My story begins when I was a child who wanted to grow up and drink. Drinking looked like a sophisticated blast –even if I could see what drinking was doing to many people in my family. That was a nightmare. Of all the ambitions I had, becoming a drunk like them wasn’t one of them!
My ambition, from childhood on was to enjoy drinking like my family couldn’t — or wouldn’t.
I wasn’t going to be like them. And I wasn’t – except we shared one family trait, I drank too much, when I drank.
I started drinking around age 15, with friends. I drank only on the weekends in high school, losing a spot in the honor society, and forfeiting good grades because my mind was not on my studies.

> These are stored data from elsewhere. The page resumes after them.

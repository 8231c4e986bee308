//! navtint Theme Engine
//!
//! Decides whether a fixed navigation overlay should draw dark or light
//! foreground based on what is scrolled underneath it.
//!
//! # Overview
//!
//! - [`ScrollSampler`]: coalesces scroll events to one sample per frame and
//!   samples immediately on mount and navigation
//! - [`SectionRegistry`]: ordered route and named-section overrides
//! - [`BackgroundClassifier`]: the rule table that turns overrides and raw
//!   background samples into a [`Theme`]
//! - [`ThemeStateStore`]: the single owner of the current theme
//! - [`NavOverlay`]: wires all of the above to an [`EventDispatcher`]
//!
//! # Quick Start
//!
//! ```rust
//! use navtint_core::{Rect, Size};
//! use navtint_layout::{RenderNode, RenderTree};
//! use navtint_theme::{BackgroundClassifier, OverlayConfig, Theme, ThemeStateStore};
//!
//! let mut tree = RenderTree::new(Size::new(1280.0, 800.0));
//! let root = tree.root();
//! tree.insert_child(
//!     root,
//!     RenderNode::new()
//!         .with_background("rgb(10, 10, 10)")
//!         .with_bounds(Rect::new(0.0, 0.0, 1280.0, 3000.0)),
//! );
//! tree.scroll_to(0.0, 900.0);
//!
//! let classifier = BackgroundClassifier::new(&OverlayConfig::default());
//! let mut store = ThemeStateStore::new(classifier, "/");
//! store.recompute(&tree, Rect::new(0.0, 0.0, 1280.0, 64.0));
//! assert_eq!(store.current(), Theme::Dark);
//! ```
//!
//! [`EventDispatcher`]: navtint_core::EventDispatcher

pub mod classifier;
pub mod config;
pub mod overlay;
pub mod registry;
pub mod scroll;
pub mod state;
pub mod theme;

pub use classifier::{
    classify_sample, BackgroundClassifier, ClassifyInput, Decision, DecisionSource, Rule,
    RULE_ORDER,
};
pub use config::{ConfigError, HintConfig, OverlayConfig, RegionConfig, SmallElement, Thresholds};
pub use overlay::NavOverlay;
pub use registry::{RegionRule, SectionRegistry};
pub use scroll::{SampleTrigger, SamplerStats, ScrollSampler, ScrollSubscription};
pub use state::{SubscriberId, ThemeChange, ThemeState, ThemeStateStore};
pub use theme::{ForcedTheme, Theme};
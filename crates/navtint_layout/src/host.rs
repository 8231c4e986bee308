//! Rendering host abstraction

use navtint_core::{Point, Rect};
use smallvec::SmallVec;

/// Queries the overlay engine issues against whatever renders the page.
///
/// All geometry is in viewport space. A node that has been detached or
/// cannot be styled answers `None`; callers treat that as inconclusive.
pub trait RenderHost {
    /// Lightweight node handle
    type Node: Copy + Eq + std::fmt::Debug;

    /// Topmost rendered element at a viewport point
    fn element_at(&self, point: Point) -> Option<Self::Node>;

    /// Parent container, `None` at the document root
    fn parent(&self, node: Self::Node) -> Option<Self::Node>;

    /// Resolved background color string, e.g. `rgb(255, 255, 255)`
    fn background(&self, node: Self::Node) -> Option<String>;

    /// Bounding rectangle in viewport space
    fn bounds(&self, node: Self::Node) -> Option<Rect>;

    /// Identifying hints: element id followed by class names
    fn labels(&self, node: Self::Node) -> SmallVec<[&str; 4]>;

    /// First attached node (document order) whose id or a class name
    /// contains `fragment`, ignoring ASCII case
    fn find_by_fragment(&self, fragment: &str) -> Option<Self::Node>;

    /// Current document scroll offset
    fn scroll_offset(&self) -> Point;
}

/// Case-insensitive substring test shared by hosts and rule matchers
pub fn label_matches(label: &str, fragment: &str) -> bool {
    if fragment.is_empty() {
        return false;
    }
    label
        .to_ascii_lowercase()
        .contains(&fragment.to_ascii_lowercase())
}
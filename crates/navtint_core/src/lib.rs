//! navtint Core
//!
//! Foundational primitives shared by the navtint crates:
//!
//! - **Geometry**: points, sizes and rectangles in viewport or document space
//! - **Colors**: float colors for renderers and 8-bit samples read from a host
//! - **Event Dispatch**: scroll, frame and route events with removable handlers
//!
//! # Example
//!
//! ```rust
//! use navtint_core::{Point, Rect};
//!
//! let overlay = Rect::new(0.0, 0.0, 1280.0, 64.0);
//! assert_eq!(overlay.center(), Point::new(640.0, 32.0));
//! assert!(overlay.intersects(&Rect::new(0.0, 60.0, 1280.0, 400.0)));
//! ```

pub mod color;
pub mod events;
pub mod geometry;

pub use color::{Color, ColorSample};
pub use events::{Event, EventData, EventDispatcher, EventType, HandlerId};
pub use geometry::{Point, Rect, Size};
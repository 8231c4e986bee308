//! Background classification
//!
//! The classifier is an ordered rule table. Each [`Rule`] either produces a
//! conclusive [`Decision`] or passes; the first conclusive rule wins and the
//! fallback keeps the previous theme:
//!
//! 1. [`Rule::TopOfPage`]: near the top of a normal route, `Light`
//! 2. [`Rule::ForcedRoute`]: always-dark routes, `Dark`
//! 3. [`Rule::RegionOverride`]: first overlapping named region
//! 4. [`Rule::AncestorWalk`]: markers and colors from the element under the
//!    anchor point up to the document root
//!
//! Inside the walk each node is checked as: small elements skipped, light
//! marker, dark marker, transparent skipped, bright, dim, brand blue.
//! Nothing in here fails; an unreadable node is just inconclusive.

use navtint_core::{ColorSample, Point, Rect};
use navtint_layout::{ColorSampler, RenderHost};
use serde::Serialize;

use crate::config::{HintConfig, OverlayConfig, SmallElement, Thresholds};
use crate::registry::SectionRegistry;
use crate::theme::Theme;

/// Top-level rules, in evaluation order
#[derive(Clone, Copy, Debug, PartialEq, Eq, Hash)]
pub enum Rule {
    TopOfPage,
    ForcedRoute,
    RegionOverride,
    AncestorWalk,
}

/// Priority order of the rule table
pub const RULE_ORDER: [Rule; 4] = [
    Rule::TopOfPage,
    Rule::ForcedRoute,
    Rule::RegionOverride,
    Rule::AncestorWalk,
];

/// Which rule produced a decision
#[derive(Clone, Debug, PartialEq, Eq, Hash, Serialize)]
#[serde(tag = "rule", content = "region", rename_all = "kebab-case")]
pub enum DecisionSource {
    TopOfPage,
    ForcedRoute,
    /// Named region override, by region id
    Region(String),
    LightHint,
    DarkHint,
    /// All channels above `light_min`
    Bright,
    /// All channels below `dark_max`
    Dim,
    BrandBlue,
    /// Nothing conclusive; previous theme kept
    Retained,
}

/// A theme together with the rule that chose it
#[derive(Clone, Debug, PartialEq, Eq, Serialize)]
pub struct Decision {
    pub theme: Theme,
    pub source: DecisionSource,
}

impl Decision {
    pub fn new(theme: Theme, source: DecisionSource) -> Self {
        Self { theme, source }
    }

    /// False only for the retain-previous fallback
    pub fn is_conclusive(&self) -> bool {
        self.source != DecisionSource::Retained
    }
}

/// Everything a classification needs besides the host
#[derive(Clone, Copy, Debug)]
pub struct ClassifyInput<'a> {
    /// Overlay bounding box, viewport space
    pub overlay: Rect,
    /// Point sampled for "what is behind the overlay"
    pub anchor: Point,
    pub route: &'a str,
    /// Theme to keep when nothing is conclusive
    pub previous: Theme,
}

impl<'a> ClassifyInput<'a> {
    /// Anchor at the overlay's center
    pub fn new(overlay: Rect, route: &'a str, previous: Theme) -> Self {
        Self {
            overlay,
            anchor: overlay.center(),
            route,
            previous,
        }
    }
}

/// The rule engine
#[derive(Clone, Debug)]
pub struct BackgroundClassifier {
    hero_height: f32,
    max_walk_depth: usize,
    thresholds: Thresholds,
    small_element: SmallElement,
    hints: HintConfig,
    registry: SectionRegistry,
}

impl BackgroundClassifier {
    pub fn new(config: &OverlayConfig) -> Self {
        Self {
            hero_height: config.hero_height,
            max_walk_depth: config.max_walk_depth,
            thresholds: config.thresholds,
            small_element: config.small_element,
            hints: config.hints.clone(),
            registry: SectionRegistry::from_config(config),
        }
    }

    pub fn registry(&self) -> &SectionRegistry {
        &self.registry
    }

    /// Run the rule table and return the first conclusive decision, or
    /// the previous theme
    pub fn classify<H: RenderHost>(&self, host: &H, input: &ClassifyInput<'_>) -> Decision {
        for rule in RULE_ORDER {
            if let Some(decision) = self.evaluate(rule, host, input) {
                tracing::trace!(?rule, ?decision, "rule concluded");
                return decision;
            }
        }
        tracing::trace!(previous = %input.previous, "no conclusive rule, keeping theme");
        Decision::new(input.previous, DecisionSource::Retained)
    }

    /// Evaluate a single rule in isolation
    pub fn evaluate<H: RenderHost>(
        &self,
        rule: Rule,
        host: &H,
        input: &ClassifyInput<'_>,
    ) -> Option<Decision> {
        match rule {
            Rule::TopOfPage => {
                let near_top = host.scroll_offset().y < self.hero_height;
                (near_top && !self.registry.is_always_dark(input.route))
                    .then(|| Decision::new(Theme::Light, DecisionSource::TopOfPage))
            }
            Rule::ForcedRoute => self
                .registry
                .route_override(input.route)
                .map(|theme| Decision::new(theme, DecisionSource::ForcedRoute)),
            Rule::RegionOverride => {
                let rule = self.registry.matching_rule(host, input.overlay)?;
                let theme = rule.forced.theme()?;
                Some(Decision::new(theme, DecisionSource::Region(rule.id.clone())))
            }
            Rule::AncestorWalk => self.walk(host, input.anchor),
        }
    }

    fn walk<H: RenderHost>(&self, host: &H, anchor: Point) -> Option<Decision> {
        let sampler = ColorSampler::new(host, self.max_walk_depth);
        sampler
            .walk_from(anchor)
            .find_map(|node| self.classify_node(&sampler, node))
    }

    fn classify_node<H: RenderHost>(
        &self,
        sampler: &ColorSampler<'_, H>,
        node: H::Node,
    ) -> Option<Decision> {
        let host = sampler.host();

        if host.bounds(node).is_some_and(|b| self.is_small(b)) {
            tracing::trace!(?node, "skipping small element");
            return None;
        }

        let labels = host.labels(node);
        if matches_any(&labels, &self.hints.light) {
            return Some(Decision::new(Theme::Light, DecisionSource::LightHint));
        }
        if matches_any(&labels, &self.hints.dark) {
            return Some(Decision::new(Theme::Dark, DecisionSource::DarkHint));
        }

        let sample = sampler.sample(node)?;
        if sample.is_transparent() {
            return None;
        }
        let decision = classify_sample(sample, &self.thresholds);
        tracing::trace!(?node, %sample, ?decision, "sampled background");
        decision
    }

    fn is_small(&self, bounds: Rect) -> bool {
        bounds.width() < self.small_element.min_width
            || bounds.height() < self.small_element.min_height
    }
}

/// Classify one opaque color sample. `None` means inconclusive.
pub fn classify_sample(sample: ColorSample, thresholds: &Thresholds) -> Option<Decision> {
    let ColorSample { r, g, b, .. } = sample;

    if r > thresholds.light_min && g > thresholds.light_min && b > thresholds.light_min {
        return Some(Decision::new(Theme::Light, DecisionSource::Bright));
    }
    if r < thresholds.dark_max && g < thresholds.dark_max && b < thresholds.dark_max {
        return Some(Decision::new(Theme::Dark, DecisionSource::Dim));
    }

    let margin = thresholds.blue_margin as u16;
    let blue_dominant = b as u16 >= r as u16 + margin && b as u16 >= g as u16 + margin;
    if blue_dominant && b >= thresholds.blue_min {
        return Some(Decision::new(Theme::Dark, DecisionSource::BrandBlue));
    }
    None
}

/// Markers are whole class/id tokens, so `bg-blue-50` does not match
/// `bg-blue-500`
fn matches_any(labels: &[&str], markers: &[String]) -> bool {
    markers
        .iter()
        .any(|marker| labels.iter().any(|label| label.eq_ignore_ascii_case(marker)))
}
//! Color types
//!
//! [`Color`] is the float representation renderers consume. [`ColorSample`]
//! is what a rendering host reports for a node's resolved background: 8-bit
//! channels plus a float alpha, matching computed CSS color strings.

use serde::Serialize;

/// RGBA color with channels in `0.0..=1.0`
#[derive(Clone, Copy, Debug, PartialEq, Serialize)]
pub struct Color {
    pub r: f32,
    pub g: f32,
    pub b: f32,
    pub a: f32,
}

impl Color {
    pub const WHITE: Color = Color::rgb(1.0, 1.0, 1.0);
    pub const BLACK: Color = Color::rgb(0.0, 0.0, 0.0);
    pub const TRANSPARENT: Color = Color::rgba(0.0, 0.0, 0.0, 0.0);

    pub const fn rgb(r: f32, g: f32, b: f32) -> Self {
        Self { r, g, b, a: 1.0 }
    }

    pub const fn rgba(r: f32, g: f32, b: f32, a: f32) -> Self {
        Self { r, g, b, a }
    }

    pub fn from_hex(hex: u32) -> Self {
        let r = ((hex >> 16) & 0xFF) as f32 / 255.0;
        let g = ((hex >> 8) & 0xFF) as f32 / 255.0;
        let b = (hex & 0xFF) as f32 / 255.0;
        Self::rgb(r, g, b)
    }

    pub fn with_alpha(mut self, alpha: f32) -> Self {
        self.a = alpha;
        self
    }
}

impl Default for Color {
    fn default() -> Self {
        Self::BLACK
    }
}

impl From<ColorSample> for Color {
    fn from(sample: ColorSample) -> Self {
        Color::rgba(
            sample.r as f32 / 255.0,
            sample.g as f32 / 255.0,
            sample.b as f32 / 255.0,
            sample.a,
        )
    }
}

/// A background color as reported by a rendering host
#[derive(Clone, Copy, Debug, PartialEq, Serialize)]
pub struct ColorSample {
    pub r: u8,
    pub g: u8,
    pub b: u8,
    /// Alpha in `0.0..=1.0`
    pub a: f32,
}

impl ColorSample {
    pub const TRANSPARENT: ColorSample = ColorSample::rgba(0, 0, 0, 0.0);

    pub const fn rgb(r: u8, g: u8, b: u8) -> Self {
        Self { r, g, b, a: 1.0 }
    }

    pub const fn rgba(r: u8, g: u8, b: u8, a: f32) -> Self {
        Self { r, g, b, a }
    }

    /// A fully transparent sample carries no classification weight
    pub fn is_transparent(&self) -> bool {
        self.a <= 0.0
    }
}

impl std::fmt::Display for ColorSample {
    fn fmt(&self, f: &mut std::fmt::Formatter<'_>) -> std::fmt::Result {
        if self.a < 1.0 {
            write!(f, "rgba({}, {}, {}, {})", self.r, self.g, self.b, self.a)
        } else {
            write!(f, "rgb({}, {}, {})", self.r, self.g, self.b)
        }
    }
}

#[cfg(test)]
mod tests {
    use super::*;

    #[test]
    fn test_color() {
        let c = Color::from_hex(0xFF5500);
        assert_eq!(c.r, 1.0);
        assert!((c.g - 85.0 / 255.0).abs() < 0.001);
        assert_eq!(c.b, 0.0);

        let c2 = c.with_alpha(0.5);
        assert_eq!(c2.a, 0.5);
    }

    #[test]
    fn test_sample_transparency() {
        assert!(ColorSample::TRANSPARENT.is_transparent());
        assert!(ColorSample::rgba(255, 255, 255, 0.0).is_transparent());
        assert!(!ColorSample::rgba(255, 255, 255, 0.1).is_transparent());
    }

    #[test]
    fn test_sample_display() {
        assert_eq!(ColorSample::rgb(29, 78, 216).to_string(), "rgb(29, 78, 216)");
        assert_eq!(
            ColorSample::rgba(0, 0, 0, 0.5).to_string(),
            "rgba(0, 0, 0, 0.5)"
        );
        assert_eq!(Color::from(ColorSample::rgb(255, 255, 255)), Color::WHITE);
    }
}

Going away to college, I drank with friends; my drinking routinely interfered with study, because friends who liked to drink and party were preferable to academic pursuits. Party animals aren’t always the best of friends – and I made a bunch of dumb choices for many years.
Then I decided to crack down on myself and watch my drinking.
The harder I tried, the harder it was, until finally I realized – largely because I was learning about alcoholism through Al Anon – there was no way to pretend I was a social, or occasional drinker.
I couldn’t take it or leave it.
Although I was headed down, I still thought with a little more will power, and I’d be fine.
My aunt had gotten into recovery; her siblings had not – she had urged me to go to Al Anon, because my mother was failing rapidly. I finally went – the best decision I’d made since saying yes to my husband!
Being around the people and the program, I began to think about my own drinking. My M.O. was different from other family members.
I didn’t hide booze, or sneak it. But, booze controlled my thinking.
I thought about it all the time I wasn’t drinking to the point that I would not listen well to people talking to me. All I thought about was how quickly another round might be coming.
And then I had a black out, a small one; but, a real one. I had horrifying dreams, and my hands shook. The less I drank, the more I wanted it – and the more determined I was to whip this problem by instituting more drinking rules. I cut back on how much I drank, but lost control of my mind and emotions on less booze.
I even called AA and asked them if they thought I might be alcoholic.
The lady who answered the phone was patient and welcoming, inviting me to a meeting, assuring me alcoholism was not contagious.
When she asked me why, I was surprised at the honesty of my answer: Because I am not ready to stop drinking.
After a pregnant pause, we said goodbye. Nobody stops drinking until they are willing.
Being ready to stop drinking didn’t come for another two years.
During that time, I drank less, but could not stop planning for when it would be safe to drink. I argued I couldn’t be an alcoholic: I gave up booze for a six-week diet, and later for Lent and was mean as a snake both times.
When I finally realized that drinking any amount never gave me what I hoped to get from it, I was somewhat willing to stop; but I still wondered if I were a drunk – I mean I kept house, volunteered, took care of a baby, and went to Bible study. Drunks don’t do that, right?
I worried and thought about this all the time.
“Social drinkers don’t wonder if they are alcoholic.”
(Man! I hated that ad in the early 1970’s!)
Fear was mounting in my brain that I could lose everything and it pushed me closer to asking for help — but still I waited.
Finally, on Mother’s Day 1981, I awakened with a distinct impression God spoke to me: He called me by name and said you are alcoholic, get help.
It scared the living daylights out of me – and I jumped out of bed and I called my aunt, and told her I thought I was an alcoholic – at 5:30 in the morning.
She said she didn’t think I was . . . Oh great.
Now I didn’t know what to do.
But I chose not to drink – even though we were going to a stupendously fun crawfish boil. Booze abounded. I did not drink – but, I wanted a drink – and my aunt told me I wasn’t an alcoholic! I sat there the whole afternoon playing and replaying those tapes and ugly variations. That’s sane?
When I got home, my aunt called – anxious to know if I had had a drink. Seems she mentioned the early morning call to her sponsor, who suggested she invite me to get my tail to a meeting.
She and I both learned pigeonholes don’t work for drunks. We are many and varied; but what we share is perhaps an allergy to alcohol – a doctor’s explanation that explains many things for which we cannot account. (AA Big Book, p xxvi)
I went to my first meeting the very next day, scared, knowing I was about to turn a corner from which I could not safely return. Slowly, I became willing to look at my own issues without comparing them to other people who seemed to have issues with booze.
So I began a new story.
People in the rooms of AA are patient and practical – none are perfect. Each has shown me, not drinking, saying my prayers, and getting to a meeting is a good plan even on a bad day, and especially on a good day.
What’s your story like, dear reader?
If you are having a hard time today, wanting a drink, and dreading it too, maybe consider finding an AA meeting? Alcoholism isn’t contagious.
You may find some kindred spirits, or you may meet some folks who have traveled wholly different paths than your own. But you will find some help, and more than enough compassion and common sense to make it through the next 24 hours.